**INPUT RECORDS:**

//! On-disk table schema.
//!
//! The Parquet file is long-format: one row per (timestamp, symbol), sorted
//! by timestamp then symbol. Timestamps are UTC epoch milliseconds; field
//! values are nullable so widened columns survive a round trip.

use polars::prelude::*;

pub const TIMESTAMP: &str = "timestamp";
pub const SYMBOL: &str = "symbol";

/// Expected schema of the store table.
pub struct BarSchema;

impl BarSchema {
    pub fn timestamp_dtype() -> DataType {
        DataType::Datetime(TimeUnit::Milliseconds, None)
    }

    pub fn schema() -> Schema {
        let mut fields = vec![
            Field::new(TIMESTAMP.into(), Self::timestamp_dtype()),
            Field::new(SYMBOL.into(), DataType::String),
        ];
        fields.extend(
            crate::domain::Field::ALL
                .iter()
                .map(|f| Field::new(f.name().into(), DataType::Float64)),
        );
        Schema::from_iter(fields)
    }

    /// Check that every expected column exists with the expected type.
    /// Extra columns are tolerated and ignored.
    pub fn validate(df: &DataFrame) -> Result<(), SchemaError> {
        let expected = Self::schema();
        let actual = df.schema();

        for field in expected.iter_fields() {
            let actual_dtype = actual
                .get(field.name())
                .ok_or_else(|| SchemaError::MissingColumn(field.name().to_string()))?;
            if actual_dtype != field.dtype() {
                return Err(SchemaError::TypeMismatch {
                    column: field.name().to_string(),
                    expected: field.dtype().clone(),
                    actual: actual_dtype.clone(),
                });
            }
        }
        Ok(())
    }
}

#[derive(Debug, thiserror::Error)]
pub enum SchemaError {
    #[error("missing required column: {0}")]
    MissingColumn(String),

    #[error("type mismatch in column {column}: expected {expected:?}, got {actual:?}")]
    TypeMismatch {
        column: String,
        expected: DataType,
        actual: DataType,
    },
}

**EXERCISE DIRECTIONS:**
Could you copy each line above word for word?

**WRITTEN RESPONSE:**
//! On-disk table schema.
//!
//! The Parquet file is long-format: one row per (timestamp, symbol), sorted
//! by timestamp then symbol. Timestamps are UTC epoch milliseconds; field
//! values are nullable so widened columns survive a round trip.

use polars::prelude::*;

pub const TIMESTAMP: &str = "timestamp";
pub const SYMBOL: &str = "symbol";

/// Expected schema of the store table.
pub struct BarSchema;

impl BarSchema {
    pub fn timestamp_dtype() -> DataType {
        DataType::Datetime(TimeUnit::Milliseconds, None)
    }

    pub fn schema() -> Schema {
        let mut fields = vec![
            Field::new(TIMESTAMP.into(), Self::timestamp_dtype()),
            Field::new(SYMBOL.into(), DataType::String),
        ];
        fields.extend(
            crate::domain::Field::ALL
                .iter()
                .map(|f| Field::new(f.name().into(), DataType::Float64)),
        );
        Schema::from_iter(fields)
    }

    /// Check that every expected column exists with the expected type.
    /// Extra columns are tolerated and ignored.
    pub fn validate(df: &DataFrame) -> Result<(), SchemaError> {
        let expected = Self::schema();
        let actual = df.schema();

        for field in expected.iter_fields() {
            let actual_dtype = actual
                .get(field.name())
                .ok_or_else(|| SchemaError::MissingColumn(field.name().to_string()))?;
            if actual_dtype != field.dtype() {
                return Err(SchemaError::TypeMismatch {
                    column: field.name().to_string(),
                    expected: field.dtype().clone(),
                    actual: actual_dtype.clone(),
                });
            }
        }
        Ok(())
    }
}

#[derive(Debug, thiserror::Error)]
pub enum SchemaError {
    #[error("missing required column: {0}")]
    MissingColumn(String),

    #[error("type mismatch in column {column}: expected {expected:?}, got {actual:?}")]
    TypeMismatch {
        column: String,
        expected: DataType,
        actual: DataType,
    },
}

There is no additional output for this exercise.